Write out all the data again, exactly as shown.

--- START ---

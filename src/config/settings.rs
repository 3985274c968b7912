//! Configuration settings for quickadd.
//!
//! Settings are loaded from `~/.quickadd/config.yaml`.

use chrono::Weekday;
use clap::ValueEnum;
use serde::{Deserialize, Serialize};

use crate::cli::args::OutputFormat;
use crate::error::QuickAddError;

/// Main configuration structure.
#[derive(Debug, Clone, Serialize, Deserialize, Default, PartialEq, Eq)]
#[serde(default)]
pub struct Config {
    /// General settings.
    pub general: GeneralConfig,
    /// Parser settings.
    pub parser: ParserConfig,
}

/// General application settings.
#[derive(Debug, Clone, Serialize, Deserialize, PartialEq, Eq)]
#[serde(default)]
pub struct GeneralConfig {
    /// Default output format.
    #[serde(default = "default_output_format")]
    pub default_output: OutputFormat,
    /// Color output setting.
    #[serde(default = "default_color")]
    pub color: ColorSetting,
}

/// Color output setting.
#[derive(Debug, Clone, Copy, Serialize, Deserialize, Default, PartialEq, Eq)]
#[serde(rename_all = "lowercase")]
pub enum ColorSetting {
    /// Auto-detect based on terminal.
    #[default]
    Auto,
    /// Always use colors.
    Always,
    /// Never use colors.
    Never,
}

/// Parser settings.
#[derive(Debug, Clone, Serialize, Deserialize, PartialEq, Eq)]
#[serde(default)]
pub struct ParserConfig {
    /// First day of the week.
    #[serde(default)]
    pub week_start: WeekStart,
    /// Use the fallback detector for absolute dates like "jan 15" and "5pm".
    #[serde(default = "default_true")]
    pub fallback_detection: bool,
}

/// First day of the week, as written in config files and on the command line.
#[derive(ValueEnum, Debug, Clone, Copy, Default, PartialEq, Eq, Serialize, Deserialize)]
#[serde(rename_all = "lowercase")]
pub enum WeekStart {
    /// Weeks start on Sunday.
    #[default]
    Sunday,
    /// Weeks start on Monday.
    Monday,
    /// Weeks start on Tuesday.
    Tuesday,
    /// Weeks start on Wednesday.
    Wednesday,
    /// Weeks start on Thursday.
    Thursday,
    /// Weeks start on Friday.
    Friday,
    /// Weeks start on Saturday.
    Saturday,
}

impl WeekStart {
    /// The corresponding chrono weekday.
    #[must_use]
    pub const fn to_weekday(self) -> Weekday {
        match self {
            Self::Sunday => Weekday::Sun,
            Self::Monday => Weekday::Mon,
            Self::Tuesday => Weekday::Tue,
            Self::Wednesday => Weekday::Wed,
            Self::Thursday => Weekday::Thu,
            Self::Friday => Weekday::Fri,
            Self::Saturday => Weekday::Sat,
        }
    }
}

// Default value functions for serde
const fn default_output_format() -> OutputFormat {
    OutputFormat::Pretty
}

const fn default_color() -> ColorSetting {
    ColorSetting::Auto
}

const fn default_true() -> bool {
    true
}

impl Default for GeneralConfig {
    fn default() -> Self {
        Self {
            default_output: default_output_format(),
            color: default_color(),
        }
    }
}

impl Default for ParserConfig {
    fn default() -> Self {
        Self {
            week_start: WeekStart::default(),
            fallback_detection: default_true(),
        }
    }
}

impl Config {
    /// Load configuration from a specific path.
    ///
    /// If the config file doesn't exist, returns default configuration.
    ///
    /// # Errors
    ///
    /// Returns an error if the config file exists but cannot be parsed.
    pub fn load_from_path(path: &std::path::Path) -> Result<Self, QuickAddError> {
        if !path.exists() {
            tracing::debug!(path = %path.display(), "no config file, using defaults");
            return Ok(Self::default());
        }

        let contents = std::fs::read_to_string(path).map_err(|e| {
            QuickAddError::Config(format!(
                "Failed to read config file {}: {e}",
                path.display()
            ))
        })?;

        serde_yaml::from_str(&contents).map_err(|e| {
            QuickAddError::Config(format!(
                "Failed to parse config file {}: {e}",
                path.display()
            ))
        })
    }

    /// Render the configuration as YAML.
    ///
    /// # Errors
    ///
    /// Returns an error if serialization fails.
    pub fn to_yaml(&self) -> Result<String, QuickAddError> {
        serde_yaml::to_string(self)
            .map_err(|e| QuickAddError::Config(format!("Failed to serialize config: {e}")))
    }
}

--- END ---

◆ Task response:
filename src/config/settings.rs
repository 3985274c968b7912
//! Configuration settings for quickadd.
//!
//! Settings are loaded from `~/.quickadd/config.yaml`.

use chrono::Weekday;
use clap::ValueEnum;
use serde::{Deserialize, Serialize};

use crate::cli::args::OutputFormat;
use crate::error::QuickAddError;

/// Main configuration structure.
#[derive(Debug, Clone, Serialize, Deserialize, Default, PartialEq, Eq)]
#[serde(default)]
pub struct Config {
    /// General settings.
    pub general: GeneralConfig,
    /// Parser settings.
    pub parser: ParserConfig,
}

/// General application settings.
#[derive(Debug, Clone, Serialize, Deserialize, PartialEq, Eq)]
#[serde(default)]
pub struct GeneralConfig {
    /// Default output format.
    #[serde(default = "default_output_format")]
    pub default_output: OutputFormat,
    /// Color output setting.
    #[serde(default = "default_color")]
    pub color: ColorSetting,
}

/// Color output setting.
#[derive(Debug, Clone, Copy, Serialize, Deserialize, Default, PartialEq, Eq)]
#[serde(rename_all = "lowercase")]
pub enum ColorSetting {
    /// Auto-detect based on terminal.
    #[default]
    Auto,
    /// Always use colors.
    Always,
    /// Never use colors.
    Never,
}

/// Parser settings.
#[derive(Debug, Clone, Serialize, Deserialize, PartialEq, Eq)]
#[serde(default)]
pub struct ParserConfig {
    /// First day of the week.
    #[serde(default)]
    pub week_start: WeekStart,
    /// Use the fallback detector for absolute dates like "jan 15" and "5pm".
    #[serde(default = "default_true")]
    pub fallback_detection: bool,
}

/// First day of the week, as written in config files and on the command line.
#[derive(ValueEnum, Debug, Clone, Copy, Default, PartialEq, Eq, Serialize, Deserialize)]
#[serde(rename_all = "lowercase")]
pub enum WeekStart {
    /// Weeks start on Sunday.
    #[default]
    Sunday,
    /// Weeks start on Monday.
    Monday,
    /// Weeks start on Tuesday.
    Tuesday,
    /// Weeks start on Wednesday.
    Wednesday,
    /// Weeks start on Thursday.
    Thursday,
    /// Weeks start on Friday.
    Friday,
    /// Weeks start on Saturday.
    Saturday,
}

impl WeekStart {
    /// The corresponding chrono weekday.
    #[must_use]
    pub const fn to_weekday(self) -> Weekday {
        match self {
            Self::Sunday => Weekday::Sun,
            Self::Monday => Weekday::Mon,
            Self::Tuesday => Weekday::Tue,
            Self::Wednesday => Weekday::Wed,
            Self::Thursday => Weekday::Thu,
            Self::Friday => Weekday::Fri,
            Self::Saturday => Weekday::Sat,
        }
    }
}

// Default value functions for serde
const fn default_output_format() -> OutputFormat {
    OutputFormat::Pretty
}

const fn default_color() -> ColorSetting {
    ColorSetting::Auto
}

const fn default_true() -> bool {
    true
}

impl Default for GeneralConfig {
    fn default() -> Self {
        Self {
            default_output: default_output_format(),
            color: default_color(),
        }
    }
}

impl Default for ParserConfig {
    fn default() -> Self {
        Self {
            week_start: WeekStart::default(),
            fallback_detection: default_true(),
        }
    }
}

impl Config {
    /// Load configuration from a specific path.
    ///
    /// If the config file doesn't exist, returns default configuration.
    ///
    /// # Errors
    ///
    /// Returns an error if the config file exists but cannot be parsed.
    pub fn load_from_path(path: &std::path::Path) -> Result<Self, QuickAddError> {
        if !path.exists() {
            tracing::debug!(path = %path.display(), "no config file, using defaults");
            return Ok(Self::default());
        }

        let contents = std::fs::read_to_string(path).map_err(|e| {
            QuickAddError::Config(format!(
                "Failed to read config file {}: {e}",
                path.display()
            ))
        })?;

        serde_yaml::from_str(&contents).map_err(|e| {
            QuickAddError::Config(format!(
                "Failed to parse config file {}: {e}",
                path.display()
            ))
        })
    }

    /// Render the configuration as YAML.
    ///
    /// # Errors
    ///
    /// Returns an error if serialization fails.
    pub fn to_yaml(&self) -> Result<String, QuickAddError> {
        serde_yaml::to_string(self)
            .map_err(|e| QuickAddError::Config(format!("Failed to serialize config: {e}")))
    }
}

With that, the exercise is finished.